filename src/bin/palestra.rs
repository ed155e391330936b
use anyhow::Result;
use palestra::cli::{self, telemetry};

// Main function
#[tokio::main]
async fn main() -> Result<()> {
    let action = cli::start()?;

    let result = action.execute().await;

    telemetry::shutdown_tracer();

    result
}
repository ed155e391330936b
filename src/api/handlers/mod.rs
pub mod auth;
pub mod health;
pub mod members;
pub mod permissions;
pub mod roles;
pub mod users;

// common functions for the handlers
use axum::{
    http::StatusCode,
    response::{IntoResponse, Json, Response},
};
use regex::Regex;
use serde::Serialize;
use serde_json::json;
use std::fmt::Display;
use tracing::error;

use crate::auth::{AccessLevel, AuthError, Authorized, PermissionError};

pub fn valid_email(email: &str) -> bool {
    Regex::new(r"^[^@\s]+@[^@\s]+\.[^@\s]+$").is_ok_and(|re| re.is_match(email))
}

pub(crate) fn normalize_email(email: &str) -> String {
    email.trim().to_lowercase()
}

/// Successful response envelope.
pub(crate) fn respond<T: Serialize>(status: StatusCode, message: &str, data: T) -> Response {
    (
        status,
        Json(json!({ "success": true, "message": message, "data": data })),
    )
        .into_response()
}

/// Failed response envelope.
pub(crate) fn reject(status: StatusCode, message: impl Into<String>) -> Response {
    (
        status,
        Json(json!({ "success": false, "message": message.into() })),
    )
        .into_response()
}

pub(crate) fn internal_error(context: &str, err: impl Display) -> Response {
    error!("{context}: {err:#}");
    reject(StatusCode::INTERNAL_SERVER_ERROR, "Internal server error")
}

/// Records without an owner are only reachable with a full grant.
pub(crate) fn require_full(authorized: &Authorized, resource: &str) -> Result<(), Response> {
    if authorized.grant.level == AccessLevel::Full {
        Ok(())
    } else {
        Err(AuthError::PermissionDenied {
            resource: resource.to_string(),
            action: authorized.grant.action,
        }
        .into_response())
    }
}

impl IntoResponse for PermissionError {
    fn into_response(self) -> Response {
        let status = match &self {
            Self::UnknownRole(_)
            | Self::MissingResource
            | Self::UnknownResource(_)
            | Self::LevelOutOfRange { .. } => StatusCode::BAD_REQUEST,
            Self::NotFound(_) => StatusCode::NOT_FOUND,
            Self::Duplicate { .. } => StatusCode::CONFLICT,
            Self::Store(err) => return internal_error("Permission store failure", err),
        };
        reject(status, self.to_string())
    }
}
use anyhow::{anyhow, Result};
use base64ct::{Base64, Encoding};
use opentelemetry::{
    global, propagation::TextMapCompositePropagator, trace::TracerProvider as _, KeyValue,
};
use opentelemetry_otlp::{WithExportConfig, WithTonicConfig};
use opentelemetry_sdk::{
    propagation::{BaggagePropagator, TraceContextPropagator},
    runtime::Tokio,
    trace::{Tracer, TracerProvider},
    Resource,
};
use std::{collections::HashMap, env::var, sync::OnceLock, time::Duration};
use tonic::metadata::{Ascii, Binary, MetadataKey, MetadataMap, MetadataValue};
use tracing::{debug, Level};
use tracing_subscriber::{fmt, layer::SubscriberExt, EnvFilter, Layer, Registry};
use ulid::Ulid;

use crate::cli::commands::logging::{LogFormat, Options};

static TRACER_PROVIDER: OnceLock<TracerProvider> = OnceLock::new();

fn parse_headers_env(headers_str: &str) -> HashMap<String, String> {
    headers_str
        .split(',')
        .filter_map(|pair| {
            let mut parts = pair.splitn(2, '=');
            let key = parts.next()?.trim().to_string();
            let value = parts.next()?.trim().to_string();
            Some((key, value))
        })
        .collect()
}

// Keys ending in "-bin" carry base64 values.
fn headers_to_metadata(headers: &HashMap<String, String>) -> Result<MetadataMap> {
    let mut meta = MetadataMap::with_capacity(headers.len());

    for (k, v) in headers {
        let key_str = k.to_ascii_lowercase();

        if key_str.ends_with("-bin") {
            let bytes = Base64::decode_vec(v)
                .map_err(|e| anyhow!("failed to base64-decode value for key {key_str}: {e}"))?;

            let key = MetadataKey::<Binary>::from_bytes(key_str.as_bytes())
                .map_err(|e| anyhow!("invalid binary metadata key {key_str}: {e}"))?;

            meta.insert_bin(key, MetadataValue::from_bytes(&bytes));
        } else {
            let key = MetadataKey::<Ascii>::from_bytes(key_str.as_bytes())
                .map_err(|e| anyhow!("invalid ASCII metadata key {key_str}: {e}"))?;

            let val: MetadataValue<Ascii> = v
                .parse()
                .map_err(|e| anyhow!("invalid ASCII metadata value for key {key_str}: {e}"))?;
            meta.insert(key, val);
        }
    }

    Ok(meta)
}

fn normalize_endpoint(ep: String) -> String {
    if ep.starts_with("http://") || ep.starts_with("https://") {
        ep
    } else {
        format!("https://{}", ep.trim_end_matches('/'))
    }
}

/// Store the provider used by [`shutdown_tracer`]; a second one is dropped
/// and the first stays registered.
fn keep_tracer_provider(provider: &TracerProvider) -> bool {
    if TRACER_PROVIDER.set(provider.clone()).is_err() {
        debug!("tracer provider already initialized, keeping the first one");
        return false;
    }
    true
}

fn init_tracer(endpoint: String) -> Result<Tracer> {
    if let Ok(proto) = var("OTEL_EXPORTER_OTLP_PROTOCOL") {
        if proto != "grpc" {
            debug!("OTEL_EXPORTER_OTLP_PROTOCOL='{proto}' ignored: only 'grpc' is supported");
        }
    }

    let endpoint = normalize_endpoint(endpoint);

    let headers = var("OTEL_EXPORTER_OTLP_HEADERS")
        .ok()
        .map(|s| parse_headers_env(&s))
        .unwrap_or_default();

    let mut builder = opentelemetry_otlp::SpanExporter::builder()
        .with_tonic()
        .with_endpoint(&endpoint)
        .with_timeout(Duration::from_secs(3));

    if !headers.is_empty() {
        builder = builder.with_metadata(headers_to_metadata(&headers)?);
    }

    let exporter = builder.build()?;

    let instance_id = var("OTEL_SERVICE_INSTANCE_ID").unwrap_or_else(|_| Ulid::new().to_string());

    let provider = TracerProvider::builder()
        .with_batch_exporter(exporter, Tokio)
        .with_resource(Resource::new(vec![
            KeyValue::new("service.name", env!("CARGO_PKG_NAME")),
            KeyValue::new("service.version", env!("CARGO_PKG_VERSION")),
            KeyValue::new("service.instance.id", instance_id),
        ]))
        .build();

    keep_tracer_provider(&provider);

    global::set_tracer_provider(provider.clone());
    global::set_text_map_propagator(TextMapCompositePropagator::new(vec![
        Box::new(TraceContextPropagator::new()),
        Box::new(BaggagePropagator::new()),
    ]));

    Ok(provider.tracer(env!("CARGO_PKG_NAME")))
}

fn fmt_layer(format: LogFormat) -> Box<dyn Layer<Registry> + Send + Sync> {
    match format {
        LogFormat::Text => fmt::layer()
            .with_file(false)
            .with_line_number(false)
            .with_thread_ids(false)
            .with_target(false)
            .boxed(),
        LogFormat::Json => fmt::layer()
            .json()
            .with_current_span(true)
            .with_span_list(false)
            .with_target(false)
            .boxed(),
    }
}

/// Initialize logging and, when `OTEL_EXPORTER_OTLP_ENDPOINT` is set, the
/// OTLP/gRPC span exporter.
///
/// # Errors
///
/// Returns an error if tracer or subscriber initialization fails
pub fn init(options: &Options) -> Result<()> {
    let verbosity_level = options.level.unwrap_or(Level::ERROR);
    let fmt_layer = fmt_layer(options.format);

    let filter = EnvFilter::builder()
        .with_default_directive(verbosity_level.into())
        .from_env_lossy()
        .add_directive("hyper=error".parse()?)
        .add_directive("tokio=error".parse()?)
        .add_directive("sqlx=warn".parse()?)
        .add_directive("opentelemetry_sdk=warn".parse()?);

    if let Ok(endpoint) = var("OTEL_EXPORTER_OTLP_ENDPOINT") {
        let tracer = init_tracer(endpoint)?;
        let otel_layer = tracing_opentelemetry::layer().with_tracer(tracer);

        let subscriber = Registry::default()
            .with(fmt_layer)
            .with(otel_layer)
            .with(filter);
        tracing::subscriber::set_global_default(subscriber)?;
    } else {
        let subscriber = Registry::default().with(fmt_layer).with(filter);
        tracing::subscriber::set_global_default(subscriber)?;
    }

    Ok(())
}

/// Flush and stop the span exporter; no-op when it was never started.
pub fn shutdown_tracer() {
    if let Some(provider) = TRACER_PROVIDER.get() {
        debug!("shutting down tracer provider");
        if let Err(err) = provider.shutdown() {
            debug!("tracer provider shutdown failed: {err}");
        }
    }
}

#[cfg(test)]
mod tests {
    use super::*;

    #[test]
    fn parse_headers_skips_malformed_pairs() {
        assert!(parse_headers_env("").is_empty());

        let result = parse_headers_env("key1 = value1 ,malformed, key2=value2");
        assert_eq!(result.len(), 2);
        assert_eq!(result.get("key1"), Some(&"value1".to_string()));
        assert_eq!(result.get("key2"), Some(&"value2".to_string()));
        assert!(!result.contains_key("malformed"));
    }

    #[test]
    fn metadata_accepts_ascii_and_binary_keys() -> Result<()> {
        let mut headers = HashMap::new();
        headers.insert("authorization".to_string(), "Bearer token123".to_string());
        // "binary data"
        headers.insert("custom-bin".to_string(), "YmluYXJ5IGRhdGE=".to_string());

        let metadata = headers_to_metadata(&headers)?;
        assert_eq!(metadata.len(), 2);
        Ok(())
    }

    #[test]
    fn metadata_rejects_invalid_base64() {
        let mut headers = HashMap::new();
        headers.insert("custom-bin".to_string(), "not-valid-base64!!!".to_string());

        let result = headers_to_metadata(&headers);
        assert!(result.is_err());
        if let Err(err) = result {
            assert!(err.to_string().contains("failed to base64-decode"));
        }
    }

    #[test]
    fn endpoints_default_to_https() {
        assert_eq!(
            normalize_endpoint("http://localhost:4317".to_string()),
            "http://localhost:4317"
        );
        assert_eq!(
            normalize_endpoint("collector.palestra.dev:4317/".to_string()),
            "https://collector.palestra.dev:4317"
        );
    }

    #[test]
    fn second_tracer_provider_is_not_kept() {
        keep_tracer_provider(&TracerProvider::builder().build());
        assert!(!keep_tracer_provider(&TracerProvider::builder().build()));
        assert!(TRACER_PROVIDER.get().is_some());
    }

    #[test]
    fn shutdown_without_provider_is_noop() {
        shutdown_tracer();
    }
}
use crate::{
    api::{self, ServerOptions},
    bootstrap::SystemUser,
    cli::commands::session,
};
use anyhow::Result;
use secrecy::SecretString;
use tracing::debug;

#[derive(Debug)]
pub struct Args {
    pub port: u16,
    pub dsn: SecretString,
    pub session: session::Options,
    pub system_role: String,
    pub system_user: Option<SystemUser>,
}

/// Execute the server action.
/// # Errors
/// Returns an error if the database is unreachable, bootstrap fails or the server fails to start.
pub async fn execute(args: Args) -> Result<()> {
    debug!(
        port = args.port,
        session_store = ?args.session.backend,
        refresh_policy = ?args.session.refresh_policy,
        "Starting server"
    );

    let session_config = args.session.session_config();

    let options = ServerOptions {
        session_backend: args.session.backend,
        cookie_secure: args.session.cookie_secure,
        trust_proxy_headers: args.session.trust_proxy_headers,
        resource_from_path: args.session.resource_from_path,
        system_role: args.system_role,
        system_user: args.system_user,
    };

    api::new(args.port, args.dsn, session_config, options).await
}
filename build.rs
fn main() {
    built::write_built_file().expect("Failed to acquire build-time information");
}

------------------------------------

Only the lines from the start of the material through the line containing "let result = action.execute().await;" should be repeated, and they should be repeated exactly.

**EXERCISE RESPONSE:**
filename src/bin/palestra.rs
repository ed155e391330936b
use anyhow::Result;
use palestra::cli::{self, telemetry};

// Main function
#[tokio::main]
async fn main() -> Result<()> {
    let action = cli::start()?;

    let result = action.execute().await;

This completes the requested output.